[Stored data]
______________________________

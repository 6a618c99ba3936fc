//! Backend registry
//!
//! Backends register themselves through the system API; every protocol
//! engine asks the registry which backend owns a stream.
//!
//! ```text
//!   SRS backends ──POST /api/v1/srs/register──► BackendRegistry.update()
//!                                                      │
//!        ┌─────────────────┬───────────────────┬───────┴──────────┐
//!        ▼                 ▼                   ▼                  ▼
//!   RTMP session      SRT connection      WHIP/WHEP         RTC UDP relay
//!        └───────── BackendRegistry.pick(stream_url) ─────────────┘
//! ```

pub mod balancer;
pub mod config;
pub mod server;

pub use balancer::BackendRegistry;
pub use config::RegistryConfig;
pub use server::BackendServer;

______________________________

**INSTRUCTIONS TO FOLLOW:**
From the records above, show each line that contains the word "config".

**TASK SOLUTION:**
pub mod config;
pub use config::RegistryConfig;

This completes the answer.